Tries for sorting strings in linear time?

Question

I am trying to sort strings alphabetically in linear time and thought about using tries for this, my question is What's the time complexity of running a Pre-Order transversal on tries? is it O(n) ?

Answer 1

You have to be a little careful with the way you measure complexity in this case. A lot of times, people pretend that sorting N strings with a comparison-based sort takes O(N log N) time, but that is not really true in the worst case unless the length of the strings is bounded. It is the expected time if the strings are randomized, however, so it's not a bad approximation for many use cases.

If you want to account for possible long strings with long common prefixes, then you change the meaning of N to refer to the total size of the input, including all the strings. With this new definition, you can sort a list of strings in O(N) time.

Inserting the strings into a trie, or better a radix tree (https://en.wikipedia.org/wiki/Radix_tree) and then doing a preorder traversal is one way, and yes that works in O(N) time, where N is the total size of the input.

But it's faster and easier to do a radix sort: https://en.wikipedia.org/wiki/Radix_sort The Most-Significant-Digit-First variant works best with variable-length inputs.

Answer 2

No. it is not O(n). it is Omega(k(log(k))n). without any other restriction,and this is the case as i understand from your question, it is just comparison based sorting algorithm. Sorting an array of length k is in Omega(klog(k)), and doing it n times, without any connections between the times, will lead to Omega(klog(k)n). You can read more here: https://www.geeksforgeeks.org/lower-bound-on-comparison-based-sorting-algorithms/

If you look at k as bounded, because there is no ENGLISH word longer then 10^1000000 (Which probably larger than atoms on Earth), then sort an array of bounded length is in O(1), and doing it n time will lead to O(n).
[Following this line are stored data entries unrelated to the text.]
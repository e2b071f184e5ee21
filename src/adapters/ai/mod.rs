//! Text Generator Adapters.
//!
//! Implementations of the TextGenerator port.
//!
//! ## Available Adapters
//!
//! - `GeminiTextGenerator` - Google Generative Language API (Gemini models)
//! - `MockTextGenerator` - Configurable mock for testing

mod gemini;
mod mock;

pub use gemini::{GeminiConfig, GeminiTextGenerator};
pub use mock::{MockError, MockReply, MockTextGenerator};
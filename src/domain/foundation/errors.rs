//! Error types for the domain layer.

use thiserror::Error;

/// Errors that occur during value object construction.
#[derive(Debug, Clone, PartialEq, Eq, Error)]
pub enum ValidationError {
    #[error("Field '{field}' cannot be empty")]
    EmptyField { field: String },

    #[error("Field '{field}' has invalid format: {reason}")]
    InvalidFormat { field: String, reason: String },
}

impl ValidationError {
    /// Creates an empty field validation error.
    pub fn empty_field(field: impl Into<String>) -> Self {
        ValidationError::EmptyField { field: field.into() }
    }

    /// Creates an invalid format validation error.
    pub fn invalid_format(field: impl Into<String>, reason: impl Into<String>) -> Self {
        ValidationError::InvalidFormat {
            field: field.into(),
            reason: reason.into(),
        }
    }
}

#[cfg(test)]
mod tests {
    use super::*;

    #[test]
    fn validation_error_empty_field_displays_correctly() {
        let err = ValidationError::empty_field("file_name");
        assert_eq!(format!("{}", err), "Field 'file_name' cannot be empty");
    }

    #[test]
    fn validation_error_invalid_format_displays_correctly() {
        let err = ValidationError::invalid_format("file_url", "unsupported scheme");
        assert_eq!(
            format!("{}", err),
            "Field 'file_url' has invalid format: unsupported scheme"
        );
    }
}
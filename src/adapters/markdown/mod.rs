//! Markdown Adapters.
//!
//! Composition and rendering of README markdown.
//!
//! ## Available Adapters
//!
//! - `TemplateMarkdownComposer` - Canonical README layout from document state
//! - `HtmlPreviewRenderer` - Markdown to HTML fragment for preview panes

mod html_preview;
mod template_composer;

pub use html_preview::HtmlPreviewRenderer;
pub use template_composer::TemplateMarkdownComposer;
//! Dashboard aggregates over the payment queue.

use std::collections::BTreeMap;

use chrono::{DateTime, Utc};
use serde::Serialize;

use super::payment::{OfflinePayment, PaymentStatus};

/// Figures computed from the current payment set.
#[derive(Debug, Clone, PartialEq, Serialize)]
pub struct PaymentAnalytics {
    pub total: usize,
    /// Count per status; every status is present.
    pub by_status: BTreeMap<String, usize>,
    /// Minor units not yet synced, per currency. Cancelled payments excluded.
    pub unsynced_by_currency: BTreeMap<String, i64>,
    /// Minor units synced, per currency.
    pub synced_by_currency: BTreeMap<String, i64>,
    /// Share of sync outcomes that ended `failed` (0.0 when none finished).
    pub failure_rate: f64,
    /// Payments with no retries left that are still not terminal.
    pub exhausted: usize,
    pub oldest_unsynced: Option<DateTime<Utc>>,
}

impl PaymentAnalytics {
    /// Compute analytics for `payments`.
    #[must_use]
    pub fn from_payments(payments: &[OfflinePayment]) -> Self {
        let mut by_status: BTreeMap<String, usize> = PaymentStatus::ALL
            .iter()
            .map(|status| (status.to_string(), 0))
            .collect();
        let mut unsynced_by_currency = BTreeMap::new();
        let mut synced_by_currency = BTreeMap::new();
        let mut exhausted = 0;
        let mut oldest_unsynced: Option<DateTime<Utc>> = None;

        for payment in payments {
            *by_status.entry(payment.status.to_string()).or_insert(0) += 1;

            match payment.status {
                PaymentStatus::Synced => {
                    add_amount(&mut synced_by_currency, payment);
                }
                PaymentStatus::Cancelled => {}
                _ => {
                    add_amount(&mut unsynced_by_currency, payment);
                    oldest_unsynced = Some(
                        oldest_unsynced.map_or(payment.queued_at, |t| t.min(payment.queued_at)),
                    );
                    if !payment.retries_left() {
                        exhausted += 1;
                    }
                }
            }
        }

        let synced = by_status[PaymentStatus::Synced.as_str()];
        let failed = by_status[PaymentStatus::Failed.as_str()];
        #[allow(clippy::cast_precision_loss)]
        let failure_rate = if synced + failed == 0 {
            0.0
        } else {
            failed as f64 / (synced + failed) as f64
        };

        Self {
            total: payments.len(),
            by_status,
            unsynced_by_currency,
            synced_by_currency,
            failure_rate,
            exhausted,
            oldest_unsynced,
        }
    }
}

/// Totals saturate; stored records are not re-validated on load.
fn add_amount(totals: &mut BTreeMap<String, i64>, payment: &OfflinePayment) {
    let total = totals.entry(payment.currency.clone()).or_insert(0);
    *total = total.saturating_add(payment.effective_amount());
}

#[cfg(test)]
mod tests {
    use super::*;
    use crate::features::payments::{PaymentMethod, PaymentRequest};

    fn payment(amount: i64, currency: &str, status: PaymentStatus) -> OfflinePayment {
        let mut payment = OfflinePayment::new(
            PaymentRequest {
                amount,
                currency: currency.to_string(),
                recipient: "Vendor".to_string(),
                description: None,
                method: PaymentMethod::Card,
            },
            3,
        );
        payment.status = status;
        payment
    }

    #[test]
    fn test_empty_analytics() {
        let analytics = PaymentAnalytics::from_payments(&[]);
        assert_eq!(analytics.total, 0);
        assert_eq!(analytics.by_status.len(), 6);
        assert!(analytics.failure_rate.abs() < f64::EPSILON);
        assert!(analytics.oldest_unsynced.is_none());
    }

    #[test]
    fn test_amounts_and_rates() {
        let mut exhausted = payment(300, "EUR", PaymentStatus::Failed);
        exhausted.retry_count = 3;

        let payments = vec![
            payment(1000, "USD", PaymentStatus::Synced),
            payment(250, "USD", PaymentStatus::Queued),
            payment(500, "USD", PaymentStatus::Cancelled),
            exhausted,
            payment(700, "EUR", PaymentStatus::Synced),
        ];
        let analytics = PaymentAnalytics::from_payments(&payments);

        assert_eq!(analytics.total, 5);
        assert_eq!(analytics.by_status["synced"], 2);
        assert_eq!(analytics.by_status["cancelled"], 1);
        assert_eq!(analytics.synced_by_currency["USD"], 1000);
        assert_eq!(analytics.synced_by_currency["EUR"], 700);
        assert_eq!(analytics.unsynced_by_currency["USD"], 250);
        assert_eq!(analytics.unsynced_by_currency["EUR"], 300);
        assert_eq!(analytics.exhausted, 1);
        assert!((analytics.failure_rate - 1.0 / 3.0).abs() < 1e-9);
        assert_eq!(analytics.oldest_unsynced, Some(payments[1].queued_at));
    }

    #[test]
    fn test_huge_totals_saturate() {
        let half = i64::MAX / 2 + 1;
        let payments = vec![
            payment(half, "USD", PaymentStatus::Queued),
            payment(half, "USD", PaymentStatus::Failed),
            payment(half, "JPY", PaymentStatus::Synced),
            payment(half, "JPY", PaymentStatus::Synced),
        ];
        let analytics = PaymentAnalytics::from_payments(&payments);

        assert_eq!(analytics.unsynced_by_currency["USD"], i64::MAX);
        assert_eq!(analytics.synced_by_currency["JPY"], i64::MAX);
    }
}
You get a lot from dealing with infinity, but sometimes you have to pay back...

Answer 3

Radix Sort can be applied in this case to sort them in O(n) refer to the following code implemented in c++:

#include<iostream>

using namespace std;

class RadixSort {
    public:

        static char charAt(string s,int n){
            return s[n];
        }

        static void countingSort(string arr[],int n,int index,char lower,char upper){
            int countArray[(upper-lower)+2];
            string tempArray[n];

            for(int i =0; i < sizeof(countArray)/sizeof(countArray[0]); i++)
                countArray[i]=0;

            //increase count for char at index
            for(int i=0;i<n;i++){
                int charIndex = (arr[i].length()-1 < index) ? 0 : (charAt(arr[i],index) - lower+1);
                countArray[charIndex]++;
            }

            //sum up countArray;countArray will hold last index for the char at each strings index
            for(int i=1;i<sizeof(countArray)/sizeof(countArray[0]);i++){
                countArray[i] += countArray[i-1];
            }

            for(int i=n-1;i>=0;i--){
                int charIndex = (arr[i].length()-1 < index) ? 0 : (charAt(arr[i],index) - lower+1);
                tempArray[countArray[charIndex]-1] = arr[i];
                countArray[charIndex]--;
            }

            for(int i=0;i<sizeof(tempArray)/sizeof(tempArray[0]);i++){
                arr[i] = tempArray[i];   
            }
        }

        static void radixSort(string arr[],int n,char lower,char upper){
            int maxIndex = 0;
            for(int i=0;i<n;i++){
                if(arr[i].length()-1 > maxIndex){
                maxIndex = arr[i].length()-1;
                }
            }

            for(int i=maxIndex;i>=0;i--){
                countingSort(arr,n,i,lower,upper);
            }
        }
};


int main(){

    string arr[] = {"a", "aa", "aaa","kinga", "bishoy","computer","az"};
    int n = sizeof(arr)/sizeof(arr[0]);
    RadixSort::radixSort(arr,n,'a','z');
    for(int i=0;i<n;i++){
        cout<<arr[i]<<" ";
    }

    return 0;
}